### GIVEN DATA
//! Relationship resolver
//!
//! Joins selected identifiers against an independently fetched option list.
//! Identifiers are compared as [`RecordId`], never as raw text.

use shared::{Record, RecordId};
use std::collections::HashSet;

/// Full option records for the selected `tokens`, in token order.
///
/// Tokens are normalized with [`RecordId::parse_token`]. Tokens that do not
/// parse or match no option are dropped; repeated tokens count once.
pub fn resolve_selection<R, I, T>(options: &[R], tokens: I) -> Vec<R>
where
    R: Record,
    I: IntoIterator<Item = T>,
    T: AsRef<str>,
{
    let ids = tokens
        .into_iter()
        .filter_map(|token| RecordId::parse_token(token.as_ref()));
    resolve_ids(options, ids)
}

/// Same join for ids that are already normalized
pub fn resolve_ids<R: Record>(options: &[R], ids: impl IntoIterator<Item = RecordId>) -> Vec<R> {
    let mut seen = HashSet::new();
    ids.into_iter()
        .filter(|id| seen.insert(*id))
        .filter_map(|id| options.iter().find(|option| option.id() == id).cloned())
        .collect()
}

/// Re-key records held by a parent (possibly stale or partial copies)
/// against the authoritative option list.
pub fn reconcile_selection<R: Record>(options: &[R], held: &[R]) -> Vec<R> {
    resolve_ids(options, held.iter().map(Record::id))
}

#[cfg(test)]
mod tests {
    use super::*;
    use shared::Department;

    fn department(id: i64, name: &str) -> Department {
        Department {
            id: RecordId(id),
            name: name.to_string(),
            location: "HQ".to_string(),
        }
    }

    fn options() -> Vec<Department> {
        vec![department(1, "Sales"), department(2, "R&D"), department(3, "Support")]
    }

    #[test]
    fn test_follows_token_order() {
        let selected = resolve_selection(&options(), ["3", "1"]);
        let names: Vec<_> = selected.iter().map(|d| d.name.as_str()).collect();
        assert_eq!(names, ["Support", "Sales"]);
    }

    #[test]
    fn test_unknown_and_malformed_tokens_dropped() {
        let selected = resolve_selection(&options(), ["2", "99", "", "abc"]);
        assert_eq!(selected, vec![department(2, "R&D")]);
    }

    #[test]
    fn test_tokens_normalized_before_matching() {
        let selected = resolve_selection(&options(), [" 2", "02", "2.0"]);
        assert_eq!(selected, vec![department(2, "R&D")]);
    }

    #[test]
    fn test_idempotent() {
        let tokens = vec!["1".to_string(), "3".to_string()];
        let first = resolve_selection(&options(), &tokens);
        let second = resolve_selection(&options(), &tokens);
        assert_eq!(first, second);
    }

    #[test]
    fn test_reconcile_replaces_stale_copies() {
        let held = vec![
            Department {
                id: RecordId(2),
                name: String::new(),
                location: String::new(),
            },
            department(7, "Closed"),
        ];
        assert_eq!(reconcile_selection(&options(), &held), vec![department(2, "R&D")]);
    }
}
//! In-process data source
//!
//! Serves a collection from memory with the same paging rules as the
//! remote service, so controllers can run without a network.

use crate::{ClientError, ClientResult, DataSource};
use async_trait::async_trait;
use parking_lot::Mutex;
use shared::{Page, Record, RecordId};
use std::collections::BTreeMap;

#[derive(Debug)]
struct Store<R> {
    records: BTreeMap<RecordId, R>,
    next_id: i64,
}

/// In-memory collection of `R` records, ordered by id
#[derive(Debug)]
pub struct MemoryDataSource<R> {
    store: Mutex<Store<R>>,
}

impl<R: Record> MemoryDataSource<R> {
    pub fn new() -> Self {
        Self {
            store: Mutex::new(Store {
                records: BTreeMap::new(),
                next_id: 1,
            }),
        }
    }

    /// Seed with existing records; new ids continue after the highest one
    pub fn with_records(records: impl IntoIterator<Item = R>) -> Self {
        let source = Self::new();
        {
            let mut store = source.store.lock();
            for record in records {
                store.next_id = store.next_id.max(record.id().get() + 1);
                store.records.insert(record.id(), record);
            }
        }
        source
    }

    pub fn len(&self) -> usize {
        self.store.lock().records.len()
    }

    pub fn is_empty(&self) -> bool {
        self.len() == 0
    }

    pub fn contains(&self, id: RecordId) -> bool {
        self.store.lock().records.contains_key(&id)
    }

    fn not_found(id: RecordId) -> ClientError {
        ClientError::NotFound(format!("{} {} does not exist", R::LABEL, id))
    }
}

impl<R: Record> Default for MemoryDataSource<R> {
    fn default() -> Self {
        Self::new()
    }
}

#[async_trait]
impl<R: Record> DataSource<R> for MemoryDataSource<R> {
    async fn list(&self) -> ClientResult<Vec<R>> {
        Ok(self.store.lock().records.values().cloned().collect())
    }

    async fn list_page(&self, page_index: u32, page_size: u32) -> ClientResult<Page<R>> {
        if page_size == 0 {
            return Err(ClientError::Validation("page size must be at least 1".into()));
        }
        let store = self.store.lock();
        let total = store.records.len() as u64;
        let skip = page_index as usize * page_size as usize;
        let content = store
            .records
            .values()
            .skip(skip)
            .take(page_size as usize)
            .cloned()
            .collect();
        Ok(Page::new(content, Page::<R>::total_pages_for(total, page_size))
            .served(page_index, page_size, total))
    }

    async fn get(&self, id: RecordId) -> ClientResult<R> {
        self.store
            .lock()
            .records
            .get(&id)
            .cloned()
            .ok_or_else(|| Self::not_found(id))
    }

    async fn create(&self, payload: &R::Payload) -> ClientResult<R> {
        let mut store = self.store.lock();
        let id = RecordId::new(store.next_id);
        store.next_id += 1;
        let record = R::from_payload(id, payload.clone());
        store.records.insert(id, record.clone());
        Ok(record)
    }

    async fn update(&self, id: RecordId, payload: &R::Payload) -> ClientResult<R> {
        let mut store = self.store.lock();
        let slot = store.records.get_mut(&id).ok_or_else(|| Self::not_found(id))?;
        *slot = R::from_payload(id, payload.clone());
        Ok(slot.clone())
    }

    async fn delete(&self, id: RecordId) -> ClientResult<()> {
        self.store
            .lock()
            .records
            .remove(&id)
            .map(|_| ())
            .ok_or_else(|| Self::not_found(id))
    }
}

### WHAT NEEDS TO BE DONE
From the top of the listing above, restate each line word for word up to and including the line with "that do not"; add nothing else.

### EXPECTED ANSWER
//! Relationship resolver
//!
//! Joins selected identifiers against an independently fetched option list.
//! Identifiers are compared as [`RecordId`], never as raw text.

use shared::{Record, RecordId};
use std::collections::HashSet;

/// Full option records for the selected `tokens`, in token order.
///
/// Tokens are normalized with [`RecordId::parse_token`]. Tokens that do not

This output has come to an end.